Le citoyen Cheikh Fall vient de semer les graines de ce que seront les Africtivistes, un regroupement de jeunes disséminés dans une dizaine de pays d’Afrique de l’Ouest. Dans chacun d’entre eux, 25 citoyens, auxquels se sont joints 25 journalistes professionnels, font une surveillance du discours des candidats, des élus, des administrations locales comme nationales, captant et diffusant avec leurs téléphones et ordinateurs les discours, promesses et réalisations des politiciens. Un travail d’éducation pour créer des citoyens mieux outillés pour faire des choix éclairés.
L’action de Cheikh Fall est basée sur deux certitudes : la première, que la jeunesse africaine rêve d’une vraie démocratie et la seconde, que sa capacité à maîtriser les nouvelles technologies lui permet d’être une actrice des révolutions en cours. Car c’est bien de révolution dont il est question dans l’esprit du créateur des Africtivistes.

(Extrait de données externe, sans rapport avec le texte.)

pub mod error;
pub mod config;
pub mod models;
pub mod session;
pub mod api;
pub mod auth;
pub mod geo;
pub mod clock;
pub mod cli;

pub use api::ApiClient;
pub use auth::AuthService;
pub use config::ClientConfig;
pub use error::{ApiError, ApiResult};
pub use session::{SessionContext, SessionEvent};

// Test-only printing helper: expands to eprintln! during tests and debug builds and is absent otherwise.
// Usage: tprintln!("debug: {}", value);
#[cfg(any(test, debug_assertions))]
#[macro_export]
macro_rules! tprintln {
    ($($arg:tt)*) => ( eprintln!($($arg)*) );
}

// In non-test builds, provide a no-op tprintln! so calls compile without effect.
#[cfg(not(any(test, debug_assertions)))]
#[macro_export]
macro_rules! tprintln {
    ($($arg:tt)*) => ({
        // Preserve formatting checks in release without producing code
        if false { let _ = format!($($arg)*); }
    });
}
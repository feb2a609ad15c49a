//! Wire and domain types shared by the auth and clock flows.

use chrono::{DateTime, Utc};
use serde::{Deserialize, Serialize};

pub type EmployeeId = i64;
pub type EmployeeJobId = i64;

#[derive(Debug, Clone, Copy, PartialEq, Eq, Hash, Serialize, Deserialize)]
#[serde(rename_all = "SCREAMING_SNAKE_CASE")]
pub enum Role {
    Employee,
    Manager,
    Admin,
    Sysadmin,
}

#[derive(Debug, Clone, PartialEq, Serialize, Deserialize)]
#[serde(rename_all = "camelCase")]
pub struct AuthenticatedUser {
    pub id: EmployeeId,
    pub username: String,
    pub role: Role,
    #[serde(default)]
    pub first_name: String,
    #[serde(default)]
    pub last_name: String,
    /// Only populated for managers.
    #[serde(default, skip_serializing_if = "Option::is_none")]
    pub departments: Option<Vec<String>>,
}

impl AuthenticatedUser {
    pub fn display_name(&self) -> String {
        let full = format!("{} {}", self.first_name, self.last_name);
        let full = full.trim();
        if full.is_empty() { self.username.clone() } else { full.to_string() }
    }
}

/// Login/refresh response body.
#[derive(Debug, Clone, Deserialize)]
#[serde(rename_all = "camelCase")]
pub struct TokenGrant {
    pub access_token: String,
    /// Lifetime in seconds, relative to receipt.
    pub expires_in: i64,
    #[serde(default)]
    pub user: Option<AuthenticatedUser>,
}

#[derive(Debug, Clone, Serialize)]
pub struct LoginRequest<'a> {
    pub username: &'a str,
    pub password: &'a str,
}

/// Next valid clock action for an employee.
#[derive(Debug, Clone, Copy, PartialEq, Eq, Hash, Serialize, Deserialize)]
#[serde(rename_all = "SCREAMING_SNAKE_CASE")]
pub enum ClockDirection {
    ClockIn,
    ClockOut,
    Unavailable,
}

impl ClockDirection {
    /// Exact match on the wire value; anything else, including padded or quoted text, is `None`.
    pub fn parse(raw: &str) -> Option<Self> {
        match raw {
            "CLOCK_IN" => Some(ClockDirection::ClockIn),
            "CLOCK_OUT" => Some(ClockDirection::ClockOut),
            "UNAVAILABLE" => Some(ClockDirection::Unavailable),
            _ => None,
        }
    }

    pub fn as_str(&self) -> &'static str {
        match self {
            ClockDirection::ClockIn => "CLOCK_IN",
            ClockDirection::ClockOut => "CLOCK_OUT",
            ClockDirection::Unavailable => "UNAVAILABLE",
        }
    }
}

impl std::fmt::Display for ClockDirection {
    fn fmt(&self, f: &mut std::fmt::Formatter<'_>) -> std::fmt::Result { f.write_str(self.as_str()) }
}

#[derive(Debug, Clone, PartialEq, Serialize, Deserialize)]
#[serde(rename_all = "camelCase")]
pub struct EmployeeJob {
    pub employee_job_id: EmployeeJobId,
    pub job_title: String,
    pub hourly_wage: f64,
    #[serde(default)]
    pub department_name: String,
}

#[derive(Debug, Clone, PartialEq, Serialize, Deserialize)]
#[serde(rename_all = "camelCase")]
pub struct ActiveShift {
    pub id: i64,
    pub clock_in: DateTime<Utc>,
    pub job_title: String,
    pub hourly_wage: f64,
}

impl ActiveShift {
    /// Time on the clock; a clock-in in the future (skewed clocks) counts as zero.
    pub fn elapsed(&self, now: DateTime<Utc>) -> chrono::Duration {
        let d = now - self.clock_in;
        if d < chrono::Duration::zero() { chrono::Duration::zero() } else { d }
    }

    /// Earnings so far, rounded to cents.
    pub fn earnings(&self, now: DateTime<Utc>) -> f64 {
        let hours = self.elapsed(now).num_milliseconds() as f64 / 3_600_000.0;
        (hours * self.hourly_wage * 100.0).round() / 100.0
    }
}

/// `HH:MM:SS`, hours not wrapped at 24.
pub fn format_elapsed(d: chrono::Duration) -> String {
    let secs = d.num_seconds().max(0);
    format!("{:02}:{:02}:{:02}", secs / 3600, (secs % 3600) / 60, secs % 60)
}

#[derive(Debug, Clone, Copy, PartialEq, Serialize, Deserialize)]
pub struct GeoCoordinate {
    pub latitude: f64,
    pub longitude: f64,
}

impl GeoCoordinate {
    /// Submitted when no real position could be acquired.
    pub const SENTINEL: GeoCoordinate = GeoCoordinate { latitude: 0.0, longitude: 0.0 };

    pub fn new(latitude: f64, longitude: f64) -> Self { Self { latitude, longitude } }

    pub fn is_sentinel(&self) -> bool { *self == Self::SENTINEL }
}

/// Body of both clock submissions. `id` is the employee-job id for clock-in and
/// the employee id for clock-out.
#[derive(Debug, Clone, Copy, PartialEq, Serialize, Deserialize)]
pub struct ClockPayload {
    pub id: i64,
    pub latitude: f64,
    pub longitude: f64,
}

impl ClockPayload {
    pub fn new(id: i64, at: GeoCoordinate) -> Self {
        Self { id, latitude: at.latitude, longitude: at.longitude }
    }
}

/// Minimal employee record returned by the kiosk username lookup.
#[derive(Debug, Clone, PartialEq, Serialize, Deserialize)]
#[serde(rename_all = "camelCase")]
pub struct Employee {
    pub id: EmployeeId,
    pub username: String,
    #[serde(default)]
    pub first_name: String,
    #[serde(default)]
    pub last_name: String,
}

Plusieurs gouvernants actuels rêvent de voir les jeunes s’abrutir avec des jeux sur leurs téléphones, alors que Fall rêve de les éduquer. Et ses yeux brillent lorsqu’il évoque le cas des élections de l’an dernier en Gambie. Le président Yahya Jammeh, au pouvoir depuis 22 ans, a été chassé par la voie des urnes. Le dictateur a bien tenté de museler l’opposition, de fermer radios et télévisions, il n’a pas réussi à contrer la machine informatique des forces d’opposition, la « rue dématérialisée » qui appelait tout le monde à voter.
Et ce succès politique ne sera pas le dernier, selon mon invité. D’autres chefs d’États et de gouvernements devraient en prendre bonne note. Une soft révolution est en cours. Une révolution de software.
J’ai rencontré Cheikh Fall dans un café Internet de Dakar. L’heure du déjeûner étant passée, l’endroit était calme et baigné d’une lumière douce. Les clients étaient tous très absorbés par leurs écrans de toutes tailles, chacun dans sa bulle, les écouteurs bien vissés sur les oreilles. Un grand homme, fort élégant, s’est dirigé vers ma table, souriant, main tendue. Mes espoirs n’allaient pas être déçus.